Segment Start: Given data

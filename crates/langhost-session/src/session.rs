//! Session lifecycle: one logical conversation with a host.

use std::sync::atomic::{AtomicU64, Ordering};
use std::sync::{Arc, Mutex, MutexGuard, PoisonError, Weak};
use std::time::Duration;

use langhost_core::{
    CancelScope, HostError, HostReply, HostRequest, HostResult, OutputSink, SessionConfig,
    SessionEvent, SessionId, SessionState, Transport,
};
use tokio::sync::{broadcast, watch};
use tokio_util::sync::CancellationToken;
use tracing::{Instrument, Span};
use uuid::Uuid;

use crate::correlator::Correlator;

const EVENT_CAPACITY: usize = 16;

/// Connection slot of a session.
enum Link {
    Idle,
    Connecting(CancellationToken),
    Running(Correlator),
}

struct Shared {
    id: SessionId,
    config: SessionConfig,
    transport: Arc<dyn Transport>,
    state: watch::Sender<SessionState>,
    events: broadcast::Sender<SessionEvent>,
    link: Mutex<Link>,
    epoch: AtomicU64,
    host_version: Mutex<Option<String>>,
    last_reason: Mutex<Option<String>>,
    span: Span,
}

/// Client-side handle for one host conversation.
///
/// A session moves `Disconnected → Connecting → Running → Disconnected`.
/// There is no automatic reconnect; after a disconnect the owner calls
/// [`Session::start`] again, which yields a fresh connection whose blob
/// ids and request ids share nothing with the previous one.
///
/// Cloning yields another handle to the same session.
#[derive(Clone)]
pub struct Session {
    shared: Arc<Shared>,
}

impl Session {
    /// Create a disconnected session reaching its host through `transport`.
    #[must_use]
    pub fn new(config: SessionConfig, transport: impl Transport + 'static) -> Self {
        Self::with_transport(config, Arc::new(transport))
    }

    /// Create a session sharing an existing transport.
    #[must_use]
    pub fn with_transport(config: SessionConfig, transport: Arc<dyn Transport>) -> Self {
        let id = Uuid::new_v4();
        let span = tracing::info_span!(
            "session",
            id = %id,
            name = %config.name,
            endpoint = %config.endpoint
        );
        let (state, _) = watch::channel(SessionState::Disconnected);
        let (events, _) = broadcast::channel(EVENT_CAPACITY);
        Self {
            shared: Arc::new(Shared {
                id,
                config,
                transport,
                state,
                events,
                link: Mutex::new(Link::Idle),
                epoch: AtomicU64::new(0),
                host_version: Mutex::new(None),
                last_reason: Mutex::new(None),
                span,
            }),
        }
    }

    #[must_use]
    pub fn id(&self) -> SessionId {
        self.shared.id
    }

    #[must_use]
    pub fn config(&self) -> &SessionConfig {
        &self.shared.config
    }

    /// Current lifecycle state.
    #[must_use]
    pub fn state(&self) -> SessionState {
        *self.shared.state.borrow()
    }

    /// True when the host is reached over a non-loopback network address.
    #[must_use]
    pub fn is_remote(&self) -> bool {
        self.shared.config.endpoint.is_remote()
    }

    /// Version reported by the most recently connected host.
    #[must_use]
    pub fn host_version(&self) -> Option<String> {
        lock(&self.shared.host_version).clone()
    }

    /// Subscribe to connect/disconnect notifications.
    #[must_use]
    pub fn subscribe(&self) -> broadcast::Receiver<SessionEvent> {
        self.shared.events.subscribe()
    }

    /// Wait until the session reaches `state`.
    ///
    /// # Errors
    /// Returns [`HostError::Timeout`] if `state` is not reached in time.
    pub async fn wait_for_state(&self, state: SessionState, timeout: Duration) -> HostResult<()> {
        let mut rx = self.shared.state.subscribe();
        match tokio::time::timeout(timeout, rx.wait_for(|current| *current == state)).await {
            Ok(Ok(_)) => Ok(()),
            Ok(Err(_)) => Err(HostError::Closed),
            Err(_) => Err(HostError::Timeout(timeout)),
        }
    }

    /// Connect using the configured connect timeout.
    ///
    /// # Errors
    /// See [`Session::start_with_timeout`].
    pub async fn start(&self) -> HostResult<()> {
        self.start_with_timeout(self.shared.config.connect_timeout())
            .await
    }

    /// Connect to the host and perform the handshake within `timeout`.
    ///
    /// On success the session is `Running` and a
    /// [`SessionEvent::Connected`] is broadcast. On failure it is back to
    /// `Disconnected`.
    ///
    /// # Errors
    /// Returns [`HostError::AlreadyRunning`] unless the session is
    /// disconnected, [`HostError::Timeout`] if connecting takes too long,
    /// [`HostError::Connection`] if the transport fails, and
    /// [`HostError::Cancelled`] if `stop` interrupts the attempt.
    pub async fn start_with_timeout(&self, timeout: Duration) -> HostResult<()> {
        let token = CancellationToken::new();
        let epoch = {
            let mut link = lock(&self.shared.link);
            if !matches!(*link, Link::Idle) {
                return Err(HostError::AlreadyRunning);
            }
            *link = Link::Connecting(token.clone());
            self.shared.epoch.fetch_add(1, Ordering::SeqCst) + 1
        };
        self.shared.state.send_replace(SessionState::Connecting);

        let span = self.shared.span.clone();
        let result = self.connect(epoch, &token, timeout).instrument(span).await;

        let mut link = lock(&self.shared.link);
        let current = self.shared.epoch.load(Ordering::SeqCst) == epoch;
        match result {
            Ok((correlator, version)) if !token.is_cancelled() && correlator.is_alive() => {
                *link = Link::Running(correlator);
                *lock(&self.shared.host_version) = Some(version.clone());
                *lock(&self.shared.last_reason) = None;
                // Published under the link lock so a concurrent link loss
                // is ordered after Running.
                self.shared.state.send_replace(SessionState::Running);
                let _ = self.shared.events.send(SessionEvent::Connected {
                    host_version: version,
                });
                drop(link);
                Ok(())
            }
            Ok((correlator, _)) if !token.is_cancelled() => {
                // The link died after the handshake, before it was installed.
                let reason = correlator
                    .failure()
                    .unwrap_or_else(|| "connection closed".to_string());
                if current && matches!(*link, Link::Connecting(_)) {
                    *link = Link::Idle;
                }
                drop(link);
                self.shared
                    .span
                    .in_scope(|| tracing::warn!(%reason, "Host disconnected during start"));
                if current {
                    self.shared.mark_disconnected(&reason);
                }
                Err(HostError::disconnected(reason))
            }
            result => {
                if current && matches!(*link, Link::Connecting(_)) {
                    *link = Link::Idle;
                }
                drop(link);
                let err = match result {
                    Ok((correlator, _)) => {
                        correlator.close("start aborted");
                        HostError::Cancelled
                    }
                    Err(err) => err,
                };
                self.shared
                    .span
                    .in_scope(|| tracing::warn!("Failed to start session: {err}"));
                if current {
                    *lock(&self.shared.last_reason) = Some(err.to_string());
                    self.shared.state.send_replace(SessionState::Disconnected);
                }
                Err(err)
            }
        }
    }

    async fn connect(
        &self,
        epoch: u64,
        token: &CancellationToken,
        timeout: Duration,
    ) -> HostResult<(Correlator, String)> {
        let scope = CancelScope::from_token(token.clone()).limited(timeout);
        let endpoint = &self.shared.config.endpoint;
        tracing::info!("Connecting to host");

        let channel = tokio::select! {
            channel = self.shared.transport.connect(endpoint) => channel?,
            () = scope.cancelled() => return Err(scope.error()),
        };

        let weak = Arc::downgrade(&self.shared);
        let correlator = Correlator::spawn(
            channel,
            self.shared.config.cancel_grace(),
            self.shared.span.clone(),
            move |reason| link_lost(&weak, epoch, &reason),
        );

        let version = match correlator.submit(HostRequest::Handshake, &scope, None).await {
            Ok(HostReply::Handshake { version }) => version,
            Ok(other) => {
                correlator.close("handshake failed");
                return Err(HostError::Protocol(format!(
                    "unexpected handshake reply: {other:?}"
                )));
            }
            Err(err) => {
                correlator.close("handshake failed");
                return Err(if err.is_cancellation() {
                    scope.error()
                } else {
                    err
                });
            }
        };

        tracing::info!(%version, "Connected to host");
        Ok((correlator, version))
    }

    /// Ask the host to shut down.
    ///
    /// With `wait` the caller is suspended until the session is
    /// disconnected; if that takes longer than `timeout` the connection is
    /// dropped forcibly. Without `wait` this returns once the request is
    /// sent and the transition completes in the background.
    ///
    /// # Errors
    /// Returns [`HostError::Timeout`] if the host did not shut down in time.
    pub async fn stop(&self, wait: bool, timeout: Duration) -> HostResult<()> {
        let correlator = match &*lock(&self.shared.link) {
            Link::Idle => return Ok(()),
            Link::Connecting(token) => {
                token.cancel();
                None
            }
            Link::Running(correlator) => Some(correlator.clone()),
        };

        if let Some(correlator) = correlator {
            self.shared
                .span
                .in_scope(|| tracing::info!("Stopping session"));
            if correlator.shutdown().is_err() {
                // The reader task is already tearing the link down.
                tracing::debug!("Host already gone");
            }
        }
        if !wait {
            return Ok(());
        }

        match self
            .wait_for_state(SessionState::Disconnected, timeout)
            .await
        {
            Ok(()) => Ok(()),
            Err(_) => {
                self.shared.span.in_scope(|| {
                    tracing::warn!(?timeout, "Host did not shut down in time, dropping connection");
                });
                self.teardown("host did not shut down in time");
                Err(HostError::Timeout(timeout))
            }
        }
    }

    /// Interrupt the running foreground request without ending the session.
    ///
    /// # Errors
    /// Returns [`HostError::Timeout`] if the host does not acknowledge in
    /// time, or a disconnection error when not running.
    pub async fn cancel_all(&self, timeout: Duration) -> HostResult<()> {
        self.correlator()?
            .interrupt(timeout)
            .instrument(self.shared.span.clone())
            .await
    }

    /// Send one request through the correlator and classify its reply.
    ///
    /// Host error replies become [`HostError::NotFound`],
    /// [`HostError::OutOfRange`] or [`HostError::Protocol`]; a cancelled
    /// reply becomes [`HostError::Cancelled`].
    ///
    /// # Errors
    /// Returns the classified error, the scope's cancellation error, or a
    /// disconnection error.
    pub async fn request(
        &self,
        request: HostRequest,
        scope: &CancelScope,
    ) -> HostResult<HostReply> {
        self.request_inner(request, scope, None).await
    }

    /// Like [`Session::request`], delivering the host's console output for
    /// this call to `output` until the call resolves.
    ///
    /// # Errors
    /// See [`Session::request`].
    pub async fn request_with_output(
        &self,
        request: HostRequest,
        scope: &CancelScope,
        output: OutputSink,
    ) -> HostResult<HostReply> {
        self.request_inner(request, scope, Some(output)).await
    }

    async fn request_inner(
        &self,
        request: HostRequest,
        scope: &CancelScope,
        output: Option<OutputSink>,
    ) -> HostResult<HostReply> {
        let correlator = self.correlator()?;
        let reply = correlator
            .submit(request, scope, output)
            .instrument(self.shared.span.clone())
            .await?;
        match reply {
            HostReply::Error { kind, message } => Err(HostError::from_remote(kind, message)),
            HostReply::Cancelled => Err(HostError::Cancelled),
            other => Ok(other),
        }
    }

    /// Epoch of the current connection; changes on every start attempt.
    #[must_use]
    pub fn generation(&self) -> u64 {
        self.shared.epoch.load(Ordering::SeqCst)
    }

    fn correlator(&self) -> HostResult<Correlator> {
        match &*lock(&self.shared.link) {
            Link::Running(correlator) if correlator.is_alive() => Ok(correlator.clone()),
            _ => Err(HostError::disconnected(
                lock(&self.shared.last_reason)
                    .clone()
                    .unwrap_or_else(|| "session is not running".to_string()),
            )),
        }
    }

    fn teardown(&self, reason: &str) {
        let previous = std::mem::replace(&mut *lock(&self.shared.link), Link::Idle);
        match previous {
            Link::Running(correlator) => {
                correlator.close(reason);
                self.shared.mark_disconnected(reason);
            }
            Link::Connecting(token) => token.cancel(),
            Link::Idle => {}
        }
    }
}

impl std::fmt::Debug for Session {
    fn fmt(&self, f: &mut std::fmt::Formatter<'_>) -> std::fmt::Result {
        f.debug_struct("Session")
            .field("id", &self.shared.id)
            .field("endpoint", &self.shared.config.endpoint)
            .field("state", &self.state())
            .finish_non_exhaustive()
    }
}

impl Shared {
    fn mark_disconnected(&self, reason: &str) {
        *lock(&self.last_reason) = Some(reason.to_string());
        self.state.send_replace(SessionState::Disconnected);
        let _ = self.events.send(SessionEvent::Disconnected {
            reason: reason.to_string(),
        });
        self.span
            .in_scope(|| tracing::info!(reason, "Session disconnected"));
    }
}

impl Drop for Shared {
    fn drop(&mut self) {
        let link = std::mem::replace(
            self.link.get_mut().unwrap_or_else(PoisonError::into_inner),
            Link::Idle,
        );
        match link {
            Link::Running(correlator) => correlator.close("session dropped"),
            Link::Connecting(token) => token.cancel(),
            Link::Idle => {}
        }
    }
}

/// Called by the correlator's reader once its connection is gone.
fn link_lost(shared: &Weak<Shared>, epoch: u64, reason: &str) {
    let Some(shared) = shared.upgrade() else {
        return;
    };
    {
        let mut link = lock(&shared.link);
        if shared.epoch.load(Ordering::SeqCst) != epoch || !matches!(*link, Link::Running(_)) {
            return;
        }
        *link = Link::Idle;
    }
    shared.mark_disconnected(reason);
}

fn lock<T>(mutex: &Mutex<T>) -> MutexGuard<'_, T> {
    mutex.lock().unwrap_or_else(PoisonError::into_inner)
}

Segment End: Given data

**What to work on:** Among the lines of the listing above, which ones hold "CancellationToken"? Copy them.

**Your response:**
use tokio_util::sync::CancellationToken;
    Connecting(CancellationToken),
        let token = CancellationToken::new();
        token: &CancellationToken,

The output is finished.